Smart meters will be a central element in driving this change by enabling customers to act on real-time data to reduce energy consumption. Yet if smart meters are truly going to make an impact on carbon emissions then energy efficiency alone will not be enough. Smart meters will need to be part of a smart grid that has renewables as one of the major sources of energy.

Great Britain must meet a 15 per cent renewable energy target by 2020. However, the output from some renewables is not easily predictable and could result in peaks and troughs in supply. This means customers will no longer be able to assume that energy is on tap, but will need to understand that its availability and price varies throughout the day and the year.

What we are likely to see in the future is a range of tariffs that reflect both demand and supply and give real incentives to consumers to use renewable sources. This pricing will be much more sophisticated than current Economy 7 tariffs — and therefore potentially much more difficult for consumers to understand and manage. So, customers will need smarter appliances that can tell when prices are lower and respond automatically.

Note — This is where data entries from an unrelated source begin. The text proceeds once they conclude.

//! HTTP routes for the OTP API.

use axum::extract::{ConnectInfo, State};
use axum::http::header::{HeaderName, HeaderValue, RETRY_AFTER};
use axum::http::{HeaderMap, StatusCode};
use axum::response::{IntoResponse, Response};
use axum::routing::{get, post};
use axum::{Json, Router};
use chrono::{DateTime, Utc};
use otp_gate_core::{OtpChannel, OtpError, RequestParts};
use otp_gate_service::{OtpService, SendOtp};
use serde::{Deserialize, Serialize};
use serde_json::json;
use std::net::SocketAddr;
use std::sync::Arc;

const REMAINING_PHONE_HEADER: HeaderName = HeaderName::from_static("x-ratelimit-remaining-phone");
const REMAINING_IP_HEADER: HeaderName = HeaderName::from_static("x-ratelimit-remaining-ip");

/// Shared state for OTP routes.
#[derive(Clone)]
pub struct AppState {
    service: Arc<OtpService>,
}

/// Creates the OTP API router.
pub fn otp_routes(service: Arc<OtpService>) -> Router {
    Router::new()
        .route("/otp/send", post(send_handler))
        .route("/otp/verify", post(verify_handler))
        .route("/otp/rate-limit/reset", post(reset_handler))
        .route("/health", get(health_handler))
        .with_state(AppState { service })
}

#[derive(Debug, Deserialize)]
#[serde(rename_all = "camelCase")]
struct SendRequest {
    phone: String,
    #[serde(default)]
    preferred_channels: Vec<String>,
}

#[derive(Debug, Serialize)]
#[serde(rename_all = "camelCase")]
struct SendResponse {
    request_id: String,
    channel: OtpChannel,
    ttl_seconds: u64,
    phone: String,
}

#[derive(Debug, Deserialize)]
#[serde(rename_all = "camelCase")]
struct VerifyRequest {
    phone: String,
    request_id: String,
    otp: String,
}

#[derive(Debug, Serialize)]
#[serde(rename_all = "camelCase")]
struct VerifyResponse {
    verified: bool,
    message: &'static str,
    remaining_attempts: u32,
    phone: String,
    verified_at: DateTime<Utc>,
}

#[derive(Debug, Deserialize)]
struct ResetRequest {
    phone: String,
}

/// Builds request metadata from the transport peer and proxy headers.
fn request_parts(peer: SocketAddr, headers: &HeaderMap) -> RequestParts {
    let mut parts = RequestParts::new().with_peer_addr(peer.ip().to_string());
    for name in ["x-forwarded-for", "x-real-ip"] {
        if let Some(value) = headers.get(name).and_then(|v| v.to_str().ok()) {
            parts = parts.with_header(name, value);
        }
    }
    parts
}

async fn send_handler(
    State(state): State<AppState>,
    ConnectInfo(peer): ConnectInfo<SocketAddr>,
    headers: HeaderMap,
    Json(request): Json<SendRequest>,
) -> Result<Response, ApiError> {
    let parts = request_parts(peer, &headers);
    let client_ip = parts.client_ip();

    let send = SendOtp {
        phone: request.phone,
        preferred_channels: request.preferred_channels,
    };
    let outcome = state.service.send(send, client_ip.as_deref()).await?;

    let body = SendResponse {
        request_id: outcome.request_id,
        channel: outcome.channel,
        ttl_seconds: outcome.ttl_seconds,
        phone: outcome.masked_phone,
    };

    let mut response = (StatusCode::OK, Json(body)).into_response();
    let response_headers = response.headers_mut();
    response_headers.insert(
        REMAINING_PHONE_HEADER,
        header_number(outcome.remaining_phone),
    );
    if let Some(remaining_ip) = outcome.remaining_ip {
        response_headers.insert(REMAINING_IP_HEADER, header_number(remaining_ip));
    }
    Ok(response)
}

async fn verify_handler(
    State(state): State<AppState>,
    Json(request): Json<VerifyRequest>,
) -> Result<Json<VerifyResponse>, ApiError> {
    let outcome = state
        .service
        .verify(&request.phone, &request.request_id, &request.otp)
        .await?;

    Ok(Json(VerifyResponse {
        verified: true,
        message: "OTP verified successfully",
        remaining_attempts: 0,
        phone: outcome.phone,
        verified_at: outcome.verified_at,
    }))
}

async fn reset_handler(
    State(state): State<AppState>,
    Json(request): Json<ResetRequest>,
) -> Result<Json<serde_json::Value>, ApiError> {
    let phone = state.service.reset_rate_limit(&request.phone).await?;
    Ok(Json(json!({ "phone": phone, "reset": true })))
}

async fn health_handler() -> Json<serde_json::Value> {
    Json(json!({ "status": "ok" }))
}

fn header_number(value: u32) -> HeaderValue {
    HeaderValue::from_str(&value.to_string()).unwrap_or(HeaderValue::from_static("0"))
}

/// HTTP wrapper over [`OtpError`].
pub struct ApiError(OtpError);

impl From<OtpError> for ApiError {
    fn from(err: OtpError) -> Self {
        Self(err)
    }
}

impl IntoResponse for ApiError {
    fn into_response(self) -> Response {
        let status = StatusCode::from_u16(self.0.status_code())
            .unwrap_or(StatusCode::INTERNAL_SERVER_ERROR);

        // Internal details stay in the logs, not the response.
        let message = if self.0.is_user_error() {
            self.0.to_string()
        } else {
            tracing::error!(error = %self.0, "internal error");
            "Internal server error".to_string()
        };

        let mut body = json!({ "message": message });
        match &self.0 {
            OtpError::InvalidCode { remaining_attempts } => {
                body["verified"] = json!(false);
                body["remainingAttempts"] = json!(remaining_attempts);
            }
            OtpError::Expired | OtpError::MaxAttemptsExceeded | OtpError::NotFound => {
                body["verified"] = json!(false);
                body["remainingAttempts"] = json!(0);
            }
            OtpError::RateLimitExceeded {
                retry_after_seconds,
            } => {
                body["retryAfterSeconds"] = json!(retry_after_seconds);
            }
            _ => {}
        }

        let mut response = (status, Json(body)).into_response();
        if let OtpError::RateLimitExceeded {
            retry_after_seconds,
        } = self.0
        {
            if let Ok(value) = HeaderValue::from_str(&retry_after_seconds.to_string()) {
                response.headers_mut().insert(RETRY_AFTER, value);
            }
        }
        response
    }
}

Yet automation will be only part of the answer. To maximise the benefits of this renewable world, customers will need more tailored advice. The unit cost of energy will become less important than how customers manage and use energy. However, for them to take advantage of this, they will need to know the best options. This will depend on factors such as their personal priorities, the nature of their property, their ability to generate energy, and the payback on potential energy efficiency investments.

That could have profound implications for the business models of the big six electricity providers. They will need to build much closer relationships with their customers, reaching beyond supply of energy into service management and advice in the home to encourage behaviour change.

According to an Ipsos MORI survey for Ofgem, “just under half of consumers are likely to adopt automatic switching of appliances … if energy is cheaper at certain times of the day.” However, evidence to date is that creating behaviour change is difficult in the energy sector. For example, since the introduction of competition last century a significant proportion of consumers have still not changed supplier, despite the potential savings.

Smart meters and the associated changes to energy pricing will be difficult for consumers to understand. Enthusiastic early adopters of the technology will be important to encourage mass consumer use. Central and local government can play a role in supporting this change by adopting the technology early — for example, visibly using smart meters in public buildings and schools; installing them in social housing and publicising them at advice centres.

While it is the responsibility of the energy industry to deliver the solutions to reduce carbon emissions, we, and particularly government, can all play a part in demonstrating the value of those solutions and encouraging the behaviour change required to exploit the technology.